Die EU ist natürlich nicht für die globale Pandemie oder den Krieg in der Ukraine verantwortlich. Sie hat vielmehr eine mutige Reaktion auf Schocks gezeigt. Im Sommer 2020 verabschiedeten die Staats- und Regierungschefs der EU ein "Konjunkturprogramm" im Umfang von rund 6 BIP-Punkten über mehrere Jahre. Ziel war es, den schwächsten Ländern in Form von Krediten oder Zuschüssen zu helfen, um die Nachfrage in der gesamten EU zu stützen und allen Mitgliedern zugute zu kommen. Dieser Ansatz ist im nationalen Rahmen selbstverständlich, war aber auf EU-Ebene beispiellos. Dieser Plan, der außerhalb des üblichen Haushaltsrahmens erstellt wurde, wurde als Ausnahme konzipiert und es wurde darauf geachtet, eine Vergemeinschaftung von Schulden zu vermeiden. Er könnte jedoch als Modell dienen, wenn die EU beschließen würde, angemessene Finanzmittel zu mobilisieren, um die Herausforderungen der Erhöhung der Verteidigungskapazitäten, der Investitionen in Technologie und der Fortsetzung des Energiewandels zu bewältigen. Dies sind drei Ziele, die die meisten Menschen vereinen sollten. Wer würde sich
nicht wünschen, in einer sichereren, innovativeren und weniger umweltschädlichen Welt zu leben?

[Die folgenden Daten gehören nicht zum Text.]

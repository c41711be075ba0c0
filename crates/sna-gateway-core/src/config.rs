use std::{
    collections::HashMap,
    env,
    path::{Path, PathBuf},
    time::Duration,
};

use anyhow::{Context, Result};
use config as cfg;
use serde::{Deserialize, Serialize};
use tracing::info;
use url::Url;

/// Legacy address variables; they win over every other source.
pub const SNA_ADDR_VAR: &str = "SNA_ADDR";
pub const DNA_ADDR_VAR: &str = "DNA_ADDR";

#[derive(Debug, Clone, Serialize, Deserialize)]
#[serde(default)]
pub struct ServerConfig {
    pub host: String,
    pub port: u16,
}

impl Default for ServerConfig {
    fn default() -> Self {
        Self {
            host: "0.0.0.0".into(),
            port: 8070,
        }
    }
}

#[derive(Debug, Clone, Serialize, Deserialize)]
#[serde(default)]
pub struct UpstreamConfig {
    /// Base URL of the software network analysis service.
    pub sna_url: String,
    /// Base URL of the dependency network analysis service.
    pub dna_url: String,
    /// Per-request HTTP timeout; 0 disables it.
    pub request_timeout_secs: u64,
}

impl Default for UpstreamConfig {
    fn default() -> Self {
        Self {
            sna_url: "http://localhost:8080".into(),
            dna_url: "http://localhost:8090".into(),
            request_timeout_secs: 0,
        }
    }
}

impl UpstreamConfig {
    pub fn request_timeout(&self) -> Option<Duration> {
        (self.request_timeout_secs > 0).then(|| Duration::from_secs(self.request_timeout_secs))
    }
}

#[derive(Debug, Clone, Serialize, Deserialize)]
pub struct CoordinatorConfig {
    /// Deadline for one background fetch; 0 disables it.
    #[serde(default = "CoordinatorConfig::default_fetch_timeout_secs")]
    pub fetch_timeout_secs: u64,
    #[serde(default = "CoordinatorConfig::default_max_concurrent_fetches")]
    pub max_concurrent_fetches: usize,
    /// Ask the SNA service for stored results and target validity before triggering analysis.
    #[serde(default)]
    pub precheck_projects: bool,
}

impl CoordinatorConfig {
    fn default_fetch_timeout_secs() -> u64 {
        600
    }

    fn default_max_concurrent_fetches() -> usize {
        32
    }

    pub fn fetch_timeout(&self) -> Option<Duration> {
        (self.fetch_timeout_secs > 0).then(|| Duration::from_secs(self.fetch_timeout_secs))
    }
}

impl Default for CoordinatorConfig {
    fn default() -> Self {
        Self {
            fetch_timeout_secs: Self::default_fetch_timeout_secs(),
            max_concurrent_fetches: Self::default_max_concurrent_fetches(),
            precheck_projects: false,
        }
    }
}

#[derive(Debug, Clone, Serialize, Deserialize)]
pub struct LoggingConfig {
    #[serde(default = "LoggingConfig::default_level")]
    pub level: String,
}

impl LoggingConfig {
    fn default_level() -> String {
        "info".to_string()
    }
}

impl Default for LoggingConfig {
    fn default() -> Self {
        Self {
            level: Self::default_level(),
        }
    }
}

#[derive(Debug, Clone, Serialize, Deserialize, Default)]
pub struct GatewaySettings {
    #[serde(default)]
    pub server: ServerConfig,
    #[serde(default)]
    pub upstream: UpstreamConfig,
    #[serde(default)]
    pub coordinator: CoordinatorConfig,
    #[serde(default)]
    pub logging: LoggingConfig,
}

impl GatewaySettings {
    pub fn default_env() -> String {
        env::var("APP_ENV")
            .ok()
            .or_else(|| env::var("RUST_ENV").ok())
            .unwrap_or_else(|| "development".to_string())
    }

    pub fn default_config_dir() -> PathBuf {
        let cwd = env::current_dir().unwrap_or_else(|_| PathBuf::from("."));
        let project_config = cwd.join("config");
        if project_config.exists() {
            project_config
        } else {
            cwd
        }
    }

    /// Loads settings from `config_dir` and the process environment, then validates them.
    pub fn load(config_dir: &Path, env_name: &str) -> Result<Self> {
        info!("Loading gateway configuration from {:?} ({})", config_dir, env_name);
        let settings = Self::load_from_sources(config_dir, env_name, None)?;
        settings.validate()?;
        Ok(settings)
    }

    /// `vars` replaces the process environment when given.
    pub fn load_from_sources(
        config_dir: &Path,
        env_name: &str,
        vars: Option<HashMap<String, String>>,
    ) -> Result<Self> {
        let lookup = |name: &str| match &vars {
            Some(vars) => vars.get(name).cloned(),
            None => env::var(name).ok(),
        };
        let sna_addr = lookup(SNA_ADDR_VAR).filter(|v| !v.trim().is_empty());
        let dna_addr = lookup(DNA_ADDR_VAR).filter(|v| !v.trim().is_empty());

        let settings: GatewaySettings = cfg::Config::builder()
            .add_source(cfg::File::from(config_dir.join("default.toml")).required(false))
            .add_source(
                cfg::File::from(config_dir.join(format!("{}.toml", env_name))).required(false),
            )
            .add_source(cfg::File::from(config_dir.join("local.toml")).required(false))
            .add_source(
                cfg::Environment::with_prefix("SNA_GATEWAY")
                    .separator("__")
                    .try_parsing(true)
                    .source(vars.clone()),
            )
            .set_override_option("upstream.sna_url", sna_addr)
            .context("applying SNA_ADDR")?
            .set_override_option("upstream.dna_url", dna_addr)
            .context("applying DNA_ADDR")?
            .build()
            .context("building configuration")?
            .try_deserialize()
            .context("deserializing configuration")?;
        Ok(settings)
    }

    pub fn validate(&self) -> Result<()> {
        anyhow::ensure!(
            !self.server.host.trim().is_empty(),
            "server.host cannot be empty"
        );
        anyhow::ensure!(self.server.port > 0, "server.port must be > 0");
        Url::parse(&self.upstream.sna_url)
            .with_context(|| format!("upstream.sna_url is not a URL: {}", self.upstream.sna_url))?;
        Url::parse(&self.upstream.dna_url)
            .with_context(|| format!("upstream.dna_url is not a URL: {}", self.upstream.dna_url))?;
        anyhow::ensure!(
            self.coordinator.max_concurrent_fetches > 0,
            "coordinator.max_concurrent_fetches must be > 0"
        );
        Ok(())
    }
}

#[cfg(test)]
mod tests {
    use super::*;
    use std::fs;

    fn vars(pairs: &[(&str, &str)]) -> Option<HashMap<String, String>> {
        Some(
            pairs
                .iter()
                .map(|(k, v)| (k.to_string(), v.to_string()))
                .collect(),
        )
    }

    #[test]
    fn defaults_without_any_source() {
        let dir = tempfile::tempdir().unwrap();
        let settings =
            GatewaySettings::load_from_sources(dir.path(), "test", vars(&[])).unwrap();
        assert_eq!(settings.server.port, 8070);
        assert_eq!(settings.coordinator.fetch_timeout(), Some(Duration::from_secs(600)));
        assert_eq!(settings.upstream.request_timeout(), None);
        assert!(!settings.coordinator.precheck_projects);
        settings.validate().unwrap();
    }

    #[test]
    fn files_layer_in_order() {
        let dir = tempfile::tempdir().unwrap();
        fs::write(
            dir.path().join("default.toml"),
            "[server]\nhost = \"127.0.0.1\"\nport = 9000\n[coordinator]\nprecheck_projects = true\n",
        )
        .unwrap();
        fs::write(dir.path().join("test.toml"), "[server]\nport = 9100\n").unwrap();

        let settings =
            GatewaySettings::load_from_sources(dir.path(), "test", vars(&[])).unwrap();
        assert_eq!(settings.server.host, "127.0.0.1");
        assert_eq!(settings.server.port, 9100);
        assert!(settings.coordinator.precheck_projects);
    }

    #[test]
    fn legacy_addr_variables_override_files_and_prefixed_env() {
        let dir = tempfile::tempdir().unwrap();
        fs::write(
            dir.path().join("default.toml"),
            "[upstream]\nsna_url = \"http://file-sna\"\ndna_url = \"http://file-dna\"\n",
        )
        .unwrap();

        let settings = GatewaySettings::load_from_sources(
            dir.path(),
            "test",
            vars(&[
                ("SNA_GATEWAY__UPSTREAM__SNA_URL", "http://env-sna"),
                ("SNA_GATEWAY__COORDINATOR__FETCH_TIMEOUT_SECS", "0"),
                ("DNA_ADDR", "http://dna:8090"),
            ]),
        )
        .unwrap();
        assert_eq!(settings.upstream.sna_url, "http://env-sna");
        assert_eq!(settings.upstream.dna_url, "http://dna:8090");
        assert_eq!(settings.coordinator.fetch_timeout(), None);
    }

    #[test]
    fn validate_rejects_bad_values() {
        let mut settings = GatewaySettings::default();
        settings.upstream.dna_url = "not a url".into();
        assert!(settings.validate().is_err());

        let mut settings = GatewaySettings::default();
        settings.coordinator.max_concurrent_fetches = 0;
        assert!(settings.validate().is_err());

        let mut settings = GatewaySettings::default();
        settings.server.host = " ".into();
        assert!(settings.validate().is_err());
    }
}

Gleichzeitig hat sich der Rest der Welt diesen Herausforderungen gegenüber nicht passiv verhalten. In unterschiedlicher Form verfolgen die USA und China, die ansonsten Rivalen sind, eine Industriepolitik, die auf die Subventionierung von Zukunftssektoren von der KI bis zu Elektrofahrzeugen abzielt. In der EU gibt es nichts Vergleichbares in großem Stil, was zum Teil daran liegt, dass jedes Land häufig versucht, seine nationalen Interessen auf Kosten des gemeinsamen Interesses durchzusetzen.
Was ist zu tun? Es mangelt nicht an Ideen, um die Unzulänglichkeiten der EU zu beheben. Es ist allgemein bekannt, dass der Binnenmarkt im Finanzbereich unvollständig ist. In einem im April veröffentlichten Bericht fordert der ehemalige italienische Ministerpräsident Enrico Letta, die Kapitalmarktunion voranzutreiben, um die Kapitalallokation zu verbessern und Investitionen zu fördern. Um die "Europäisierung" der Unternehmen zu unterstützen und ihnen Größenvorteile zu verschaffen, schlägt er auch die Schaffung eines europäischen Unternehmensgesetzbuches vor, das die 27 bestehenden Gesetze - eines in jedem Land - ersetzen könnte. In einigen Wochen wird auch Mario Draghi, der ehemalige Präsident der EZB, seine Vorschläge zur Verbesserung der Wettbewerbsfähigkeit vorlegen. Seine ersten Überlegungen betonen die Notwendigkeit, die Fragmentierung zu verringern, die viele Sektoren behindert, von der Verteidigung über die Telekommunikation bis hin zu Forschung und Lieferketten.
Der Titel des künftigen Draghi-Berichts ist Programm: "Ein radikaler Wandel ist notwendig".